Slow user experience: building web pages on the fly requires API calls and database lookups that can be time consuming, resulting in a slow user experience.
Batch processing limitations: the knowledge base is created using a batch process, meaning that any changes in content will only show up after the batch process has been run. This causes delays in updating the delivered content.
Cost constraints: each request to OpenAI incurs a small cost, making running this process at scale significantly more expensive than a standard website.

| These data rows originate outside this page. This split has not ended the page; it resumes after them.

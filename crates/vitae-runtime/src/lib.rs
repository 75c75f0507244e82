#![forbid(unsafe_code)]

//! Runtime side of the vitae backdrop: frame timing and quality policy.
//!
//! # Key Components
//!
//! - [`FrameGovernor`]: per-frame observation, per-second FPS window, metrics
//! - [`recommend`]: static quality settings by device class
//! - [`AdaptiveShapeBudget`]: optional closed-loop shape count
//! - [`MetricsSink`] / [`TextOverlay`]: injected metrics display
//! - [`VitalsTracker`]: Core Web Vitals classification
//!
//! Nothing here depends on the shape field; the host wires the two together.

pub mod adaptive;
pub mod config;
pub mod governor;
pub mod memory;
pub mod metrics;
pub mod rating;
pub mod recommend;
pub mod sink;
pub mod vitals;

pub use adaptive::{AdaptiveConfig, AdaptiveShapeBudget, BudgetDecision};
pub use config::GovernorConfig;
pub use governor::FrameGovernor;
pub use memory::{FixedMemory, MemoryProbe, MemoryUsage, NoMemoryProbe};
pub use metrics::{FrameMetrics, GovernorState, MetricsSnapshot};
pub use rating::{FpsTier, PerformanceRating};
pub use recommend::{Recommendation, recommend, recommend_with_battery};
pub use sink::{MetricsSink, OverlayText, RecordingSink, TextOverlay};
pub use vitals::{VitalReading, VitalsTracker};
#![forbid(unsafe_code)]

//! Core: canvas geometry, device capability detection, and logging setup.

pub mod device;
pub mod geometry;
#[cfg(feature = "tracing-json")]
pub mod logging;
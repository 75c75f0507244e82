#![forbid(unsafe_code)]

//! Structured logging integration tests.
//!
//! These tests install a capturing layer and check that the periodic metrics
//! log and web-vitals readings are emitted with the expected targets and
//! fields.
//!
//!   cargo test -p vitae-runtime --test tracing_tests

use std::collections::HashMap;
use std::sync::{Arc, Mutex};
use std::time::Duration;

use vitae_runtime::vitals::LayoutShift;
use vitae_runtime::{AdaptiveConfig, AdaptiveShapeBudget, FrameGovernor, GovernorConfig, VitalsTracker};

use tracing_subscriber::layer::SubscriberExt;

// ============================================================================
// Test Infrastructure
// ============================================================================

/// A captured event with its target and fields.
#[derive(Debug, Clone)]
struct CapturedEvent {
    target: String,
    level: tracing::Level,
    fields: HashMap<String, String>,
}

impl CapturedEvent {
    fn field(&self, name: &str) -> Option<&str> {
        self.fields.get(name).map(String::as_str)
    }
}

/// A tracing Layer that records every event.
struct EventCapture {
    events: Arc<Mutex<Vec<CapturedEvent>>>,
}

/// Visitor that stringifies event fields.
struct FieldVisitor(Vec<(String, String)>);

impl tracing::field::Visit for FieldVisitor {
    fn record_debug(&mut self, field: &tracing::field::Field, value: &dyn std::fmt::Debug) {
        self.0.push((field.name().to_string(), format!("{value:?}")));
    }

    fn record_u64(&mut self, field: &tracing::field::Field, value: u64) {
        self.0.push((field.name().to_string(), value.to_string()));
    }

    fn record_f64(&mut self, field: &tracing::field::Field, value: f64) {
        self.0.push((field.name().to_string(), value.to_string()));
    }

    fn record_str(&mut self, field: &tracing::field::Field, value: &str) {
        self.0.push((field.name().to_string(), value.to_string()));
    }
}

impl<S> tracing_subscriber::Layer<S> for EventCapture
where
    S: tracing::Subscriber,
{
    fn on_event(&self, event: &tracing::Event<'_>, _ctx: tracing_subscriber::layer::Context<'_, S>) {
        let mut visitor = FieldVisitor(Vec::new());
        event.record(&mut visitor);
        self.events.lock().unwrap().push(CapturedEvent {
            target: event.metadata().target().to_string(),
            level: *event.metadata().level(),
            fields: visitor.0.into_iter().collect(),
        });
    }
}

/// Run `f` under a capturing subscriber and return the recorded events.
fn with_captured_events<F>(f: F) -> Vec<CapturedEvent>
where
    F: FnOnce(),
{
    let events = Arc::new(Mutex::new(Vec::new()));
    let layer = EventCapture {
        events: events.clone(),
    };
    let subscriber = tracing_subscriber::registry().with(layer);
    tracing::subscriber::with_default(subscriber, f);
    let captured = events.lock().unwrap().clone();
    captured
}

fn perf_logs(events: &[CapturedEvent]) -> Vec<&CapturedEvent> {
    events
        .iter()
        .filter(|e| e.target == "vitae::perf" && e.field("message") == Some("performance metrics"))
        .collect()
}

fn drive(gov: &mut FrameGovernor, frames: u32, step: Duration) {
    let mut t = Duration::ZERO;
    for _ in 0..frames {
        t += step;
        gov.observe(t);
    }
}

// ============================================================================
// Tests
// ============================================================================

#[test]
fn periodic_log_fires_every_interval() {
    let events = with_captured_events(|| {
        let mut gov = FrameGovernor::new(GovernorConfig::default(), Duration::ZERO);
        // 12 seconds at 50 fps.
        drive(&mut gov, 600, Duration::from_millis(20));
    });
    let logs = perf_logs(&events);
    assert_eq!(logs.len(), 2, "expected logs at 5 s and 10 s, got {logs:?}");
    assert!(logs.iter().all(|e| e.level == tracing::Level::INFO));
}

#[test]
fn periodic_log_carries_structured_snapshot() {
    let events = with_captured_events(|| {
        let mut gov = FrameGovernor::new(GovernorConfig::default(), Duration::ZERO);
        drive(&mut gov, 250, Duration::from_millis(20));
    });
    let logs = perf_logs(&events);
    let log = logs.first().expect("one periodic log");
    assert_eq!(log.field("fps"), Some("50"));
    assert_eq!(log.field("avg_fps"), Some("50"));
    assert_eq!(log.field("min_fps"), Some("50"));
    assert_eq!(log.field("memory"), Some("N/A"));
    assert_eq!(log.field("dropped"), Some("0"));
    assert_eq!(log.field("total"), Some("250"));
    assert_eq!(log.field("dropped_pct"), Some("0"));
    assert_eq!(log.field("rating"), Some("good"));
}

#[test]
fn disabled_log_stays_silent() {
    let events = with_captured_events(|| {
        let config = GovernorConfig::default().with_log_interval(None);
        let mut gov = FrameGovernor::new(config, Duration::ZERO);
        drive(&mut gov, 600, Duration::from_millis(20));
    });
    assert!(perf_logs(&events).is_empty());
}

#[test]
fn budget_changes_are_logged() {
    let events = with_captured_events(|| {
        let mut budget = AdaptiveShapeBudget::new(AdaptiveConfig::default(), 80);
        for _ in 0..3 {
            budget.observe(20);
        }
    });
    let change = events
        .iter()
        .find(|e| e.field("message") == Some("shape budget changed"))
        .expect("budget change event");
    assert_eq!(change.field("decision"), Some("degrade"));
    assert_eq!(change.field("shapes"), Some("60"));
}

#[test]
fn vitals_are_logged_on_their_own_target() {
    let events = with_captured_events(|| {
        let mut vitals = VitalsTracker::new();
        vitals.record_lcp(&[1200.0]);
        vitals.record_first_input(10.0, 250.0);
        vitals.record_layout_shifts(&[LayoutShift {
            value: 0.01,
            had_recent_input: false,
        }]);
    });
    let vitals: Vec<_> = events.iter().filter(|e| e.target == "vitae::vitals").collect();
    assert_eq!(vitals.len(), 3);
    assert_eq!(vitals[0].field("metric"), Some("LCP"));
    assert_eq!(vitals[0].field("rating"), Some("good"));
    assert_eq!(vitals[1].field("metric"), Some("FID"));
    assert_eq!(vitals[1].field("rating"), Some("needs_improvement"));
    assert_eq!(vitals[2].field("metric"), Some("CLS"));
}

Quality of content: the quality of the generated content is dependent on the input data. Outdated or poor quality content can find its way into the knowledge base leading to the creation of subpar content. Utilizing AI to determine the quality of content before insertion could be beneficial.
Lack of page layout customisation: efforts to customise page layouts based on content were unsuccessful. Every page ended up in the same standard template, removing the ability to adhere to design principles or format content for different delivery channels.

Conclusion

Despite these challenges, I am satisfied with what has been built. There are still obstacles to overcome and improvements to be made, but I believe the foundational building blocks are in place for AI to revolutionise content delivery.